[ 
https://issues.apache.org/jira/browse/SOLR-15842?page=com.atlassian.jira.plugin.system.issuetabpanels:comment-tabpanel&focusedCommentId=17466714#comment-17466714
 ] 

Artem Abeleshev edited comment on SOLR-15842 at 12/30/21, 9:03 AM:
-------------------------------------------------------------------

Hi, Richardo! Thanks for rising an issue.

In short:

Unfortunately it is unable to workaround the problem due to its nature. This is 
caused because the results of the shard backup requests are not included to the 
task object that is used for async tracking.

Details:

Async backup requests work the following way. When a request hits the Solr it 
checks if there is an _async_ parameter provided. If it is, the action will be 
queued and response will be immediately returned without waiting until backup 
will be completed. Then queued action will be then processed and it's result 
will be placed to the distributed map within the Zookeeper (you can check these 
maps using Solr Admin web interface). In case of collection backup, a request 
will be also sent to each of the shards to make backup of the index files (each 
shard will backup it's own index files). These requests will be also sent as 
async and will be handled in a similar way. Action will be submitted to 
executor service and immediate response will be returned without waiting until 
the shard backup process will be completed. After submitted action will be 
processed the results would be stored in local tracking map in a form of 
{_}org.apache.solr.handler.admin.CoreAdminHandler.TaskObject{_}:

{_}org.apache.solr.handler.admin.CoreAdminHandler.handleRequestBody(SolrQueryRequest,
 SolrQueryResponse){_}:
{code:java}
  public void handleRequestBody(SolrQueryRequest req, SolrQueryResponse rsp) 
throws Exception {
      ...
      final String taskId = req.getParams().get(CommonAdminParams.ASYNC);
      final TaskObject taskObject = new TaskObject(taskId);
      ...
      if(taskId != null) {
      ...
        addTask(RUNNING, taskObject);
      }
      ...
      CoreAdminOperation op = opMap.get(req.getParams().get(ACTION, 
STATUS.toString()).toLowerCase(Locale.ROOT));
      ...
      final CallInfo callInfo = new CallInfo(this, req, rsp, op);
      ...
      if (taskId == null) {
        callInfo.call();
      } else {
        ...
        parallelExecutor.execute(() -> {
          boolean exceptionCaught = false;
          try {
            callInfo.call();
            taskObject.setRspObject(callInfo.rsp);
          } catch (Exception e) {
            exceptionCaught = true;
            taskObject.setRspObjectFromException(e);
          } finally {
            removeTask("running", taskObject.taskId);
            if (exceptionCaught) {
              addTask("failed", taskObject, true);
            } else {
              addTask("completed", taskObject, true);
            }
          }
        });
        ...
      }
      ...
    }
{code}
Then, results located at the tracking map will be polled by sender using backup 
status requests.

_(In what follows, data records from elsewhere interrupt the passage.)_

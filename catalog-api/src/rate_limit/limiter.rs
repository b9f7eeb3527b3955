//! Dual-window rate limiter
//!
//! Every (fingerprint, tier) pair has an hourly and a burst window. A
//! request is allowed only if both windows have room; each window that
//! has room records the request.

use std::collections::hash_map::DefaultHasher;
use std::hash::{Hash, Hasher};
use std::sync::Arc;
use std::time::Duration;

use catalog_common::config::TierQuotas;
use catalog_common::time::{epoch_to_rfc3339, Clock, SystemClock};
use catalog_common::Result;
use tokio::sync::Mutex;
use tokio::task::JoinHandle;
use tracing::{debug, info, warn};

use super::fingerprint::ClientIdentity;
use super::store::WindowStore;
use super::types::{
    window_key, QuotaTier, RateLimitDecision, RateLimitInfo, Tier, WindowKind, WindowOutcome,
    WindowRecord,
};

/// Number of per-fingerprint lock stripes
const LOCK_STRIPES: usize = 64;

pub struct RateLimiter {
    store: Arc<dyn WindowStore>,
    clock: Arc<dyn Clock>,
    quotas: TierQuotas,
    /// Serialises read-modify-write of one fingerprint's windows
    stripes: Vec<Mutex<()>>,
}

impl RateLimiter {
    pub fn new(store: Arc<dyn WindowStore>, quotas: TierQuotas) -> Self {
        Self::with_clock(store, quotas, Arc::new(SystemClock))
    }

    pub fn with_clock(store: Arc<dyn WindowStore>, quotas: TierQuotas, clock: Arc<dyn Clock>) -> Self {
        Self {
            store,
            clock,
            quotas,
            stripes: (0..LOCK_STRIPES).map(|_| Mutex::new(())).collect(),
        }
    }

    pub fn quota(&self, tier: Tier) -> QuotaTier {
        match tier {
            Tier::Default => self.quotas.default,
            Tier::Api => self.quotas.api,
            Tier::Strict => self.quotas.strict,
        }
    }

    fn stripe(&self, fingerprint: &str) -> &Mutex<()> {
        let mut hasher = DefaultHasher::new();
        fingerprint.hash(&mut hasher);
        &self.stripes[(hasher.finish() as usize) % self.stripes.len()]
    }

    /// Count one request against `tier` for this client
    pub async fn check_limit(&self, identity: &ClientIdentity, tier: Tier) -> Result<RateLimitDecision> {
        if identity.is_whitelisted() {
            return Ok(RateLimitDecision::unlimited());
        }

        let quota = self.quota(tier);
        let _guard = self.stripe(&identity.fingerprint).lock().await;
        let now = self.clock.now_secs();

        let hourly = self.check_window(identity, tier, WindowKind::Hourly, &quota, now, true).await?;
        let burst = self.check_window(identity, tier, WindowKind::Burst, &quota, now, true).await?;

        let decision = RateLimitDecision::combine(quota.per_hour, hourly, burst);
        if !decision.allowed {
            debug!(
                client = %identity.short_id(),
                tier = %tier,
                retry_after = decision.retry_after,
                "Rate limit exceeded"
            );
        }
        Ok(decision)
    }

    async fn check_window(
        &self,
        identity: &ClientIdentity,
        tier: Tier,
        kind: WindowKind,
        quota: &QuotaTier,
        now: i64,
        consume: bool,
    ) -> Result<WindowOutcome> {
        let key = window_key(&identity.fingerprint, tier, kind);
        let mut record = self
            .store
            .get(&key, now)
            .await?
            .unwrap_or_else(|| WindowRecord::empty(identity.fingerprint.clone(), kind));

        let outcome = record.evaluate(kind.max_for(quota), now, consume);
        if consume && outcome.allowed {
            self.store.set(&key, &record).await?;
        }
        Ok(outcome)
    }

    /// Quota state for this client without recording a request
    pub async fn info(&self, identity: &ClientIdentity, tier: Tier) -> Result<RateLimitInfo> {
        let quota = self.quota(tier);
        let now = self.clock.now_secs();

        let (remaining, reset_time) = if identity.is_whitelisted() {
            (quota.per_hour.min(quota.burst), now)
        } else {
            let _guard = self.stripe(&identity.fingerprint).lock().await;
            let hourly = self.check_window(identity, tier, WindowKind::Hourly, &quota, now, false).await?;
            let burst = self.check_window(identity, tier, WindowKind::Burst, &quota, now, false).await?;
            let decision = RateLimitDecision::combine(quota.per_hour, hourly, burst);
            (decision.remaining.unwrap_or(0), decision.reset_at)
        };

        Ok(RateLimitInfo {
            client_id: identity.short_id(),
            tier,
            whitelisted: identity.is_whitelisted(),
            hourly_limit: quota.per_hour,
            burst_limit: quota.burst,
            remaining,
            reset_time,
            reset_time_human: epoch_to_rfc3339(reset_time),
        })
    }

    /// Remove every expired window record
    pub async fn sweep(&self) -> Result<u64> {
        self.store.sweep(self.clock.now_secs()).await
    }

    /// Run [`sweep`](Self::sweep) every `every` until the runtime shuts down
    pub fn spawn_sweeper(self: Arc<Self>, every: Duration) -> JoinHandle<()> {
        info!("Rate-limit sweeper running every {}s", every.as_secs());
        tokio::spawn(async move {
            let mut ticker = tokio::time::interval(every);
            ticker.set_missed_tick_behavior(tokio::time::MissedTickBehavior::Delay);
            // first tick completes immediately
            ticker.tick().await;

            loop {
                ticker.tick().await;
                match self.sweep().await {
                    Ok(0) => {}
                    Ok(removed) => debug!("Swept {} expired rate-limit windows", removed),
                    Err(e) => warn!("Rate-limit sweep failed: {}", e),
                }
            }
        })
    }
}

The problem you've raised in this issue lies within the 
_setRspObject_ method call and the nature of how async response is stored. 
After executing the _call_ method of the _CallInfo_ it will contain a response 
with all the backup results. Then, these results are supposed to be placed to 
the _TaskObject_ by calling method {_}setRspObject{_}. But let's check what 
happening there:
{code:java}
  public void setRspObject(SolrQueryResponse rspObject) {
    this.rspInfo = rspObject.getToLogAsString("TaskId: " + this.taskId);
  }
{code}
Results located in _SolrQueryResponse_ are completely ignored here, Instead, a 
string with shard request async id and all the content of the _toLog_ list of 
the _SolrQueryResponse_ is placed to the tracking result. This is what each 
shard would return to the sender as a result of index backup:
{code:json}
{
    "responseHeader": {
        "status": 0,
        "QTime": 1
    },
    "STATUS": "completed",
    "Response": "TaskId: 10402421194574306142 webapp=null path=/admin/cores 
params={core=techproducts_shard1_replica_n2&async=10402421194574306142&qt=/admin/cores&name=shard1&shardBackupId=md_shard1_0&action=BACKUPCORE&location=file:///path/to/my/shared/drive/mybackup/techproducts&incremental=true&wt=javabin&version=2}
 status=0 QTime=57"
}
{code}
Note the _Response_ value:
{code:json}
"Response": "TaskId: 10402421194574306142 webapp=null path=/admin/cores 
params={core=techproducts_shard1_replica_n2&async=10402421194574306142&qt=/admin/cores&name=shard1&shardBackupId=md_shard1_0&action=BACKUPCORE&location=file:///path/to/my/shared/drive/mybackup/techproducts&incremental=true&wt=javabin&version=2}
 status=0 QTime=57"
{code}
and compare it to the _response_ value of a sync request result:
{code:json}
"response": [
    "startTime",
    "2021-12-24T14:20:32.021Z",
    "indexFileCount",
    21,
    "uploadedIndexFileCount",
    21,
    "indexSizeMB",
    0.006,
    "uploadedIndexFileMB",
    0.006,
    "shard",
    "shard1",
    "endTime",
    "2021-12-24T14:20:32.396Z",
    "shardBackupId",
    "md_shard1_0"
]
{code}
After sender will obtain all the results from all the shards it will try to 
aggregate them:

{_}org.apache.solr.cloud.api.collections.BackupCmd.aggregateResults(NamedList, 
String, BackupManager, BackupProperties, Collection<Slice>){_}:
{code:java}
  private NamedList aggregateResults(NamedList results, String collectionName,
                                    BackupManager backupManager,
                                    BackupProperties backupProps,
                                    Collection<Slice> slices) {
    NamedList<Object> aggRsp = new NamedList<>();
    aggRsp.add("collection", collectionName);
    aggRsp.add("numShards", slices.size());
    aggRsp.add("backupId", backupManager.getBackupId().id);
    aggRsp.add("indexVersion", backupProps.getIndexVersion());
    aggRsp.add("startTime", backupProps.getStartTime());

    double indexSizeMB = 0;
    NamedList shards = (NamedList) results.get("success");
    for (int i = 0; i < shards.size(); i++) {
      NamedList shardResp = 
(NamedList)((NamedList)shards.getVal(i)).get("response");
      if (shardResp == null)
        continue;
      indexSizeMB += (double) shardResp.get("indexSizeMB");
    }
    aggRsp.add("indexSizeMB", indexSizeMB);
    return aggRsp;
  }
{code}
As you can see, in the case of the _success_ block found it will iterate over 
all entries and will try to extract the _response_ value. For async requests it 
will fail here for at least two reasons:
 - shard async response contains value _Response_ not _response_
 - shard async response value _Response_ is a type of _String_ not a _NamedList_

To get more clear picture of the whole process read an article I wrote about 
collection backup: [Code Anatomy: Solr Collection 
Backup|https://tyoma.hashnode.dev/code-anatomy-solr-collection-backup]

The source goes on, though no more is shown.